[Data excerpts]

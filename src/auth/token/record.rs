//! Credential record persisted in the `session` section, with its builder and expiry checks.

// self
use crate::{
	_prelude::*,
	auth::token::secret::TokenSecret,
	store::{SessionStore, StoreError, StoreKey, StoreValue},
};

/// Margin before the stored expiry at which a token counts as due for refresh.
pub const REFRESH_MARGIN: Duration = Duration::SECOND;

/// Errors produced by [`CredentialRecordBuilder`].
#[derive(Clone, Debug, PartialEq, Eq, ThisError)]
pub enum CredentialRecordBuilderError {
	/// Issued when no access token value was provided.
	#[error("Access token is required.")]
	MissingAccessToken,
	/// Issued when no expiry (absolute or relative) was configured.
	#[error("Expiry must be supplied via expires_at or expires_in.")]
	MissingExpiry,
}

/// Access token, optional refresh token, and expiry instant.
#[derive(Clone, PartialEq, Eq)]
pub struct CredentialRecord {
	/// Access token secret; callers must avoid logging it.
	pub access_token: TokenSecret,
	/// Refresh token secret, if the vendor issued one.
	pub refresh_token: Option<TokenSecret>,
	/// Instant after which the access token is no longer accepted.
	pub expires_at: OffsetDateTime,
}
impl CredentialRecord {
	/// Returns a builder for constructing records.
	pub fn builder() -> CredentialRecordBuilder {
		CredentialRecordBuilder::default()
	}

	/// Returns `true` once `instant` reaches one second before the expiry.
	pub fn needs_refresh_at(&self, instant: OffsetDateTime) -> bool {
		instant >= self.expires_at - REFRESH_MARGIN
	}

	/// Remaining lifetime at `instant`, clamped at zero.
	pub fn remaining_at(&self, instant: OffsetDateTime) -> Duration {
		(self.expires_at - instant).max(Duration::ZERO)
	}

	/// Reads the record from the `session` section.
	///
	/// An absent or empty `session.token` means no credential exists yet. A missing or
	/// unreadable expiry is treated as already expired, so the caller refreshes.
	pub async fn load(store: &dyn SessionStore) -> Result<Option<Self>> {
		let Some(access_token) = text(store, &StoreKey::TOKEN).await?.filter(|s| !s.is_empty())
		else {
			return Ok(None);
		};
		let refresh_token =
			text(store, &StoreKey::REFRESH_TOKEN).await?.filter(|s| !s.is_empty());
		let expires_at = store
			.fetch(&StoreKey::TOKEN_EXPIRY)
			.await?
			.and_then(|value| value.as_timestamp())
			.unwrap_or(OffsetDateTime::UNIX_EPOCH);

		Ok(Some(Self {
			access_token: TokenSecret::new(access_token),
			refresh_token: refresh_token.map(TokenSecret::new),
			expires_at,
		}))
	}

	/// Writes the token, refresh token, and expiry with a single store mutation.
	///
	/// An absent refresh token is written as an empty string, which [`Self::load`] reads back
	/// as absent.
	pub async fn save(&self, store: &dyn SessionStore) -> Result<()> {
		let refresh = self.refresh_token.as_ref().map_or("", |secret| secret.expose());

		store
			.save_all(vec![
				(StoreKey::TOKEN, StoreValue::from(self.access_token.expose())),
				(StoreKey::REFRESH_TOKEN, StoreValue::from(refresh)),
				(StoreKey::TOKEN_EXPIRY, StoreValue::timestamp(self.expires_at)),
			])
			.await?;

		Ok(())
	}
}
impl Debug for CredentialRecord {
	fn fmt(&self, f: &mut Formatter) -> FmtResult {
		f.debug_struct("CredentialRecord")
			.field("access_token", &"<redacted>")
			.field("refresh_token", &self.refresh_token.as_ref().map(|_| "<redacted>"))
			.field("expires_at", &self.expires_at)
			.finish()
	}
}

/// Builder for [`CredentialRecord`].
#[derive(Clone, Debug, Default)]
pub struct CredentialRecordBuilder {
	access_token: Option<TokenSecret>,
	refresh_token: Option<TokenSecret>,
	issued_at: Option<OffsetDateTime>,
	expires_at: Option<OffsetDateTime>,
	expires_in: Option<Duration>,
}
impl CredentialRecordBuilder {
	/// Sets the issued-at instant used to resolve a relative expiry.
	pub fn issued_at(mut self, instant: OffsetDateTime) -> Self {
		self.issued_at = Some(instant);

		self
	}

	/// Sets an absolute expiry instant.
	pub fn expires_at(mut self, instant: OffsetDateTime) -> Self {
		self.expires_at = Some(instant);

		self
	}

	/// Sets a relative expiry duration from the issued instant.
	pub fn expires_in(mut self, duration: Duration) -> Self {
		self.expires_in = Some(duration);

		self
	}

	/// Provides the access token value.
	pub fn access_token(mut self, token: impl Into<String>) -> Self {
		self.access_token = Some(TokenSecret::new(token));

		self
	}

	/// Provides the refresh token value.
	pub fn refresh_token(mut self, token: impl Into<String>) -> Self {
		self.refresh_token = Some(TokenSecret::new(token));

		self
	}

	/// Same as [`refresh_token`](Self::refresh_token) but keeps an existing secret.
	pub fn refresh_secret(mut self, secret: Option<TokenSecret>) -> Self {
		self.refresh_token = secret;

		self
	}

	/// Consumes the builder and produces a [`CredentialRecord`].
	///
	/// A relative expiry without an explicit `issued_at` is resolved against the system clock.
	pub fn build(self) -> Result<CredentialRecord, CredentialRecordBuilderError> {
		let access_token =
			self.access_token.ok_or(CredentialRecordBuilderError::MissingAccessToken)?;
		let expires_at = match (self.expires_at, self.expires_in) {
			(Some(instant), _) => instant,
			(None, Some(delta)) => self.issued_at.unwrap_or_else(OffsetDateTime::now_utc) + delta,
			(None, None) => return Err(CredentialRecordBuilderError::MissingExpiry),
		};

		Ok(CredentialRecord { access_token, refresh_token: self.refresh_token, expires_at })
	}
}

async fn text(store: &dyn SessionStore, key: &StoreKey) -> Result<Option<String>> {
	match store.fetch(key).await? {
		None => Ok(None),
		Some(StoreValue::Text(value)) => Ok(Some(value)),
		Some(_) => {
			let message = format!("Entry `{key}` must be a string");

			Err(StoreError::Serialization { message }.into())
		},
	}
}

#[cfg(test)]
mod tests {
	// crates.io
	use time::macros;
	// self
	use super::*;
	use crate::store::MemoryStore;

	fn record() -> CredentialRecord {
		CredentialRecord::builder()
			.access_token("access")
			.refresh_token("refresh")
			.issued_at(macros::datetime!(2025-01-01 00:00 UTC))
			.expires_in(Duration::hours(8))
			.build()
			.expect("Credential record fixture should build.")
	}

	#[test]
	fn builder_resolves_relative_expiry() {
		assert_eq!(record().expires_at, macros::datetime!(2025-01-01 08:00 UTC));
		assert_eq!(
			CredentialRecord::builder().expires_in(Duration::hours(1)).build(),
			Err(CredentialRecordBuilderError::MissingAccessToken)
		);
		assert_eq!(
			CredentialRecord::builder().access_token("a").build(),
			Err(CredentialRecordBuilderError::MissingExpiry)
		);
	}

	#[tokio::test]
	async fn saving_without_refresh_token_clears_the_stored_one() {
		let store = MemoryStore::default();

		record().save(&store).await.expect("Saving the first record should succeed.");

		let replacement = CredentialRecord::builder()
			.access_token("access-2")
			.expires_at(macros::datetime!(2025-01-02 00:00 UTC))
			.build()
			.expect("Replacement record should build.");

		replacement.save(&store).await.expect("Saving the replacement should succeed.");

		let loaded = CredentialRecord::load(&store)
			.await
			.expect("Loading should succeed.")
			.expect("A record should be stored.");

		assert_eq!(loaded, replacement);
		assert_eq!(store.snapshot().get(&StoreKey::REFRESH_TOKEN), Some(&StoreValue::from("")));
	}

	#[test]
	fn refresh_is_due_one_second_before_expiry() {
		let record = record();

		assert!(!record.needs_refresh_at(macros::datetime!(2025-01-01 07:59:58 UTC)));
		assert!(record.needs_refresh_at(macros::datetime!(2025-01-01 07:59:59 UTC)));
		assert!(record.needs_refresh_at(macros::datetime!(2025-01-01 09:00 UTC)));
		assert_eq!(record.remaining_at(macros::datetime!(2025-01-01 09:00 UTC)), Duration::ZERO);
	}

	#[test]
	fn debug_redacts_secrets() {
		let rendered = format!("{:?}", record());

		assert!(!rendered.contains("access\""));
		assert!(rendered.contains("<redacted>"));
	}

	#[tokio::test]
	async fn save_then_load_preserves_the_record() {
		let store = MemoryStore::default();
		let record = record();

		record.save(&store).await.expect("Saving the record should succeed.");

		let loaded = CredentialRecord::load(&store)
			.await
			.expect("Loading the record should succeed.")
			.expect("A saved record should be present.");

		assert_eq!(loaded, record);
		assert_eq!(
			store.snapshot().get(&StoreKey::TOKEN_EXPIRY),
			Some(&StoreValue::timestamp(macros::datetime!(2025-01-01 08:00 UTC)))
		);
	}

	#[tokio::test]
	async fn empty_token_means_no_record() {
		let store = MemoryStore::with_entries([(StoreKey::TOKEN, StoreValue::from(""))]);

		assert!(CredentialRecord::load(&store).await.expect("Load should succeed.").is_none());
		assert!(
			CredentialRecord::load(&MemoryStore::default())
				.await
				.expect("Load should succeed.")
				.is_none()
		);
	}

	#[tokio::test]
	async fn missing_expiry_counts_as_expired() {
		let store = MemoryStore::with_entries([
			(StoreKey::TOKEN, StoreValue::from("access")),
			(StoreKey::REFRESH_TOKEN, StoreValue::from("refresh")),
		]);
		let loaded = CredentialRecord::load(&store)
			.await
			.expect("Load should succeed.")
			.expect("A token without expiry is still a record.");

		assert!(loaded.needs_refresh_at(macros::datetime!(2025-01-01 00:00 UTC)));
		assert_eq!(loaded.refresh_token, Some(TokenSecret::new("refresh")));
	}
}
//! Observability helpers shared by the authenticator, rate limiter, and API client.
//!
//! Every flow runs through [`observe`], inside a `fitbit_scraper.flow` span carrying `flow`,
//! `stage`, and (once finished) `outcome` fields.
//!
//! # Feature Flags
//!
//! - Enable `metrics` to increment `fitbit_scraper_flow_total` for every attempt, success, and
//!   failure (labeled by `flow` + `outcome`) and `fitbit_scraper_rate_limit_wait_total` each time
//!   the rate limiter has to sleep.

mod metrics;
mod tracing;

pub use metrics::*;
pub use tracing::*;

// self
use crate::_prelude::*;

/// Flow kinds observed by the crate.
#[derive(Clone, Copy, Debug, PartialEq, Eq, Hash)]
pub enum FlowKind {
	/// Authorization Code + PKCE against the local callback listener.
	AuthorizationCode,
	/// Refresh token exchange.
	Refresh,
	/// Resource API fetch.
	Resource,
}
impl FlowKind {
	/// Returns a stable label suitable for span or metric fields.
	pub const fn as_str(self) -> &'static str {
		match self {
			FlowKind::AuthorizationCode => "authorization_code",
			FlowKind::Refresh => "refresh",
			FlowKind::Resource => "resource",
		}
	}
}
impl Display for FlowKind {
	fn fmt(&self, f: &mut Formatter) -> FmtResult {
		f.write_str(self.as_str())
	}
}

/// Outcome labels recorded for each attempt.
#[derive(Clone, Copy, Debug, PartialEq, Eq, Hash)]
pub enum FlowOutcome {
	/// Entry to a flow.
	Attempt,
	/// Successful completion.
	Success,
	/// Failure propagated back to the caller.
	Failure,
}
impl FlowOutcome {
	/// Returns a stable label suitable for span or metric fields.
	pub const fn as_str(self) -> &'static str {
		match self {
			FlowOutcome::Attempt => "attempt",
			FlowOutcome::Success => "success",
			FlowOutcome::Failure => "failure",
		}
	}

	/// Maps a flow result onto its terminal outcome.
	pub fn of<T, E>(result: &std::result::Result<T, E>) -> Self {
		if result.is_ok() { FlowOutcome::Success } else { FlowOutcome::Failure }
	}
}
impl Display for FlowOutcome {
	fn fmt(&self, f: &mut Formatter) -> FmtResult {
		f.write_str(self.as_str())
	}
}

/// Runs `flow` inside a [`FlowSpan`], counting the attempt and its terminal outcome.
pub async fn observe<F, T>(kind: FlowKind, stage: &'static str, flow: F) -> Result<T>
where
	F: Future<Output = Result<T>>,
{
	let span = FlowSpan::new(kind, stage);

	record_flow_outcome(kind, FlowOutcome::Attempt);

	let result = span.instrument(flow).await;
	let outcome = FlowOutcome::of(&result);

	match &result {
		Ok(_) => span.record_outcome(outcome),
		Err(e) => span.record_failure(e),
	}

	record_flow_outcome(kind, outcome);

	result
}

* _WORK INSTRUCTION_
Wherever the string "async" appears in the data above, copy the line it sits in.

* _EXPECTED OUTPUT_
	pub async fn load(store: &dyn SessionStore) -> Result<Option<Self>> {
	pub async fn save(&self, store: &dyn SessionStore) -> Result<()> {
async fn text(store: &dyn SessionStore, key: &StoreKey) -> Result<Option<String>> {
	async fn saving_without_refresh_token_clears_the_stored_one() {
	async fn save_then_load_preserves_the_record() {
	async fn empty_token_means_no_record() {
	async fn missing_expiry_counts_as_expired() {
pub async fn observe<F, T>(kind: FlowKind, stage: &'static str, flow: F) -> Result<T>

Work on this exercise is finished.